[Stored data]
= = = =

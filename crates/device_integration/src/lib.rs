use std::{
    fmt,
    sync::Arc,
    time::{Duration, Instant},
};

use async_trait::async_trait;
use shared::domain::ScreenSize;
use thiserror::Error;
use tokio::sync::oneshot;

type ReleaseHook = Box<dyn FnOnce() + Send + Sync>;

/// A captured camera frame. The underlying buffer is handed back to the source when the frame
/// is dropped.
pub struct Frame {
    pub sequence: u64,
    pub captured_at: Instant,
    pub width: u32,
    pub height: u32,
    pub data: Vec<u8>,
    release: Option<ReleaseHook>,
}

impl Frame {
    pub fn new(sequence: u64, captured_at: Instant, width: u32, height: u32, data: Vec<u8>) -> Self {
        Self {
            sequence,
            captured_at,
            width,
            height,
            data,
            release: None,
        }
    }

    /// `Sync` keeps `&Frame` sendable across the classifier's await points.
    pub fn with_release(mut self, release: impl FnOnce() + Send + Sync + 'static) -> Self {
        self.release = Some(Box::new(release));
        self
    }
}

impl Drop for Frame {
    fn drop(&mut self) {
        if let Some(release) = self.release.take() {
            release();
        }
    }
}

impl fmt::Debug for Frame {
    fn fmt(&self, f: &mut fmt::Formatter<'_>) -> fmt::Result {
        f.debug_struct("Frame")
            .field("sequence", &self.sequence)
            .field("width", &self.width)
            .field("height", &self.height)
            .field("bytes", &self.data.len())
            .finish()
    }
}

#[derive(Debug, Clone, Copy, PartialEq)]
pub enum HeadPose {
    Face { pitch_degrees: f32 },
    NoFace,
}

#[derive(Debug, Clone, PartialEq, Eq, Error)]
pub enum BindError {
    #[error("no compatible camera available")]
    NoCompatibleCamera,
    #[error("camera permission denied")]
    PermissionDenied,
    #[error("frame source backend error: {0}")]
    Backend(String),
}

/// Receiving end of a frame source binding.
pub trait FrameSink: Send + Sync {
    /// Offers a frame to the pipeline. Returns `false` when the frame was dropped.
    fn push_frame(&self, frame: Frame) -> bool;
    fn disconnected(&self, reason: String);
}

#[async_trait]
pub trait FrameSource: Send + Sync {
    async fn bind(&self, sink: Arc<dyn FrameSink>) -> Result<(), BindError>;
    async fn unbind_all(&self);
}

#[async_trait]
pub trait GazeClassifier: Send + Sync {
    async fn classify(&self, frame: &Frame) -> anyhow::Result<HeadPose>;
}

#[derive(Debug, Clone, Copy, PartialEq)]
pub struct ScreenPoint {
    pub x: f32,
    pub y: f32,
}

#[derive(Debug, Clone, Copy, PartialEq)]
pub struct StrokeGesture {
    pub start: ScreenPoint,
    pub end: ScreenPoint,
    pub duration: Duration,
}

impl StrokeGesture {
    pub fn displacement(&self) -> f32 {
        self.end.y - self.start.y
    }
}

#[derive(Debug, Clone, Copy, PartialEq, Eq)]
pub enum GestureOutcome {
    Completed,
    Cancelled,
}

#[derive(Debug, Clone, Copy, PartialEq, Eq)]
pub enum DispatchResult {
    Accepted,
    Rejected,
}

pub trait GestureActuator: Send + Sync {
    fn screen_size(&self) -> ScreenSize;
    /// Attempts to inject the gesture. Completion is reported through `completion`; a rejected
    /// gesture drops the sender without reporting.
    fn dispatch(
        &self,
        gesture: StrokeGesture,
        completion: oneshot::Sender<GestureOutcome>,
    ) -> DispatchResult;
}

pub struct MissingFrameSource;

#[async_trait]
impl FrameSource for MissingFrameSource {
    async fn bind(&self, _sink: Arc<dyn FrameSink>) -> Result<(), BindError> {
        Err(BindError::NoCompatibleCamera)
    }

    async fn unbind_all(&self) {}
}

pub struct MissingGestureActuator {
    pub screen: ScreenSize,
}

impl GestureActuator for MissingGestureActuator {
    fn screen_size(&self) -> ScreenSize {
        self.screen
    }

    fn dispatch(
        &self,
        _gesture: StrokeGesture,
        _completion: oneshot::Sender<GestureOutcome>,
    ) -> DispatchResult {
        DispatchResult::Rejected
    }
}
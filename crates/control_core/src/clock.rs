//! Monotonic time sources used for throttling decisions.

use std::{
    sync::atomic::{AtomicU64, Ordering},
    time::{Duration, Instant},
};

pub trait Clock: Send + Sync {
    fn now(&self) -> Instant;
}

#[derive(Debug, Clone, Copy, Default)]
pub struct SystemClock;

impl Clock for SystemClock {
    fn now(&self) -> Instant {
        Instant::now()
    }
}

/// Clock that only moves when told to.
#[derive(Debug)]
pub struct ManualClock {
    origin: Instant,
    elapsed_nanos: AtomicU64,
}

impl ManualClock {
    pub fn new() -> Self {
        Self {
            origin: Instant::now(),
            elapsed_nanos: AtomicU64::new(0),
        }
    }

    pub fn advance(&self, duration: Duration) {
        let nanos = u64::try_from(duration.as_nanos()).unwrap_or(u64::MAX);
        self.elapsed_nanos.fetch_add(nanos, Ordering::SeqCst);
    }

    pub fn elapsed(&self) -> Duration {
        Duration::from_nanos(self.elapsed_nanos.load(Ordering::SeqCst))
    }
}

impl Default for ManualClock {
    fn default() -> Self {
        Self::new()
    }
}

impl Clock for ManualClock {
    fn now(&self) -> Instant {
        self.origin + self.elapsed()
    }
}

= = = =

* [Task description]
Each line above needs to be repeated exactly, with nothing omitted.

* [Result below]
filename crates/device_integration/src/lib.rs
use std::{
    fmt,
    sync::Arc,
    time::{Duration, Instant},
};

use async_trait::async_trait;
use shared::domain::ScreenSize;
use thiserror::Error;
use tokio::sync::oneshot;

type ReleaseHook = Box<dyn FnOnce() + Send + Sync>;

/// A captured camera frame. The underlying buffer is handed back to the source when the frame
/// is dropped.
pub struct Frame {
    pub sequence: u64,
    pub captured_at: Instant,
    pub width: u32,
    pub height: u32,
    pub data: Vec<u8>,
    release: Option<ReleaseHook>,
}

impl Frame {
    pub fn new(sequence: u64, captured_at: Instant, width: u32, height: u32, data: Vec<u8>) -> Self {
        Self {
            sequence,
            captured_at,
            width,
            height,
            data,
            release: None,
        }
    }

    /// `Sync` keeps `&Frame` sendable across the classifier's await points.
    pub fn with_release(mut self, release: impl FnOnce() + Send + Sync + 'static) -> Self {
        self.release = Some(Box::new(release));
        self
    }
}

impl Drop for Frame {
    fn drop(&mut self) {
        if let Some(release) = self.release.take() {
            release();
        }
    }
}

impl fmt::Debug for Frame {
    fn fmt(&self, f: &mut fmt::Formatter<'_>) -> fmt::Result {
        f.debug_struct("Frame")
            .field("sequence", &self.sequence)
            .field("width", &self.width)
            .field("height", &self.height)
            .field("bytes", &self.data.len())
            .finish()
    }
}

#[derive(Debug, Clone, Copy, PartialEq)]
pub enum HeadPose {
    Face { pitch_degrees: f32 },
    NoFace,
}

#[derive(Debug, Clone, PartialEq, Eq, Error)]
pub enum BindError {
    #[error("no compatible camera available")]
    NoCompatibleCamera,
    #[error("camera permission denied")]
    PermissionDenied,
    #[error("frame source backend error: {0}")]
    Backend(String),
}

/// Receiving end of a frame source binding.
pub trait FrameSink: Send + Sync {
    /// Offers a frame to the pipeline. Returns `false` when the frame was dropped.
    fn push_frame(&self, frame: Frame) -> bool;
    fn disconnected(&self, reason: String);
}

#[async_trait]
pub trait FrameSource: Send + Sync {
    async fn bind(&self, sink: Arc<dyn FrameSink>) -> Result<(), BindError>;
    async fn unbind_all(&self);
}

#[async_trait]
pub trait GazeClassifier: Send + Sync {
    async fn classify(&self, frame: &Frame) -> anyhow::Result<HeadPose>;
}

#[derive(Debug, Clone, Copy, PartialEq)]
pub struct ScreenPoint {
    pub x: f32,
    pub y: f32,
}

#[derive(Debug, Clone, Copy, PartialEq)]
pub struct StrokeGesture {
    pub start: ScreenPoint,
    pub end: ScreenPoint,
    pub duration: Duration,
}

impl StrokeGesture {
    pub fn displacement(&self) -> f32 {
        self.end.y - self.start.y
    }
}

#[derive(Debug, Clone, Copy, PartialEq, Eq)]
pub enum GestureOutcome {
    Completed,
    Cancelled,
}

#[derive(Debug, Clone, Copy, PartialEq, Eq)]
pub enum DispatchResult {
    Accepted,
    Rejected,
}

pub trait GestureActuator: Send + Sync {
    fn screen_size(&self) -> ScreenSize;
    /// Attempts to inject the gesture. Completion is reported through `completion`; a rejected
    /// gesture drops the sender without reporting.
    fn dispatch(
        &self,
        gesture: StrokeGesture,
        completion: oneshot::Sender<GestureOutcome>,
    ) -> DispatchResult;
}

pub struct MissingFrameSource;

#[async_trait]
impl FrameSource for MissingFrameSource {
    async fn bind(&self, _sink: Arc<dyn FrameSink>) -> Result<(), BindError> {
        Err(BindError::NoCompatibleCamera)
    }

    async fn unbind_all(&self) {}
}

pub struct MissingGestureActuator {
    pub screen: ScreenSize,
}

impl GestureActuator for MissingGestureActuator {
    fn screen_size(&self) -> ScreenSize {
        self.screen
    }

    fn dispatch(
        &self,
        _gesture: StrokeGesture,
        _completion: oneshot::Sender<GestureOutcome>,
    ) -> DispatchResult {
        DispatchResult::Rejected
    }
}
filename crates/control_core/src/clock.rs
//! Monotonic time sources used for throttling decisions.

use std::{
    sync::atomic::{AtomicU64, Ordering},
    time::{Duration, Instant},
};

pub trait Clock: Send + Sync {
    fn now(&self) -> Instant;
}

#[derive(Debug, Clone, Copy, Default)]
pub struct SystemClock;

impl Clock for SystemClock {
    fn now(&self) -> Instant {
        Instant::now()
    }
}

/// Clock that only moves when told to.
#[derive(Debug)]
pub struct ManualClock {
    origin: Instant,
    elapsed_nanos: AtomicU64,
}

impl ManualClock {
    pub fn new() -> Self {
        Self {
            origin: Instant::now(),
            elapsed_nanos: AtomicU64::new(0),
        }
    }

    pub fn advance(&self, duration: Duration) {
        let nanos = u64::try_from(duration.as_nanos()).unwrap_or(u64::MAX);
        self.elapsed_nanos.fetch_add(nanos, Ordering::SeqCst);
    }

    pub fn elapsed(&self) -> Duration {
        Duration::from_nanos(self.elapsed_nanos.load(Ordering::SeqCst))
    }
}

impl Default for ManualClock {
    fn default() -> Self {
        Self::new()
    }
}

impl Clock for ManualClock {
    fn now(&self) -> Instant {
        self.origin + self.elapsed()
    }
}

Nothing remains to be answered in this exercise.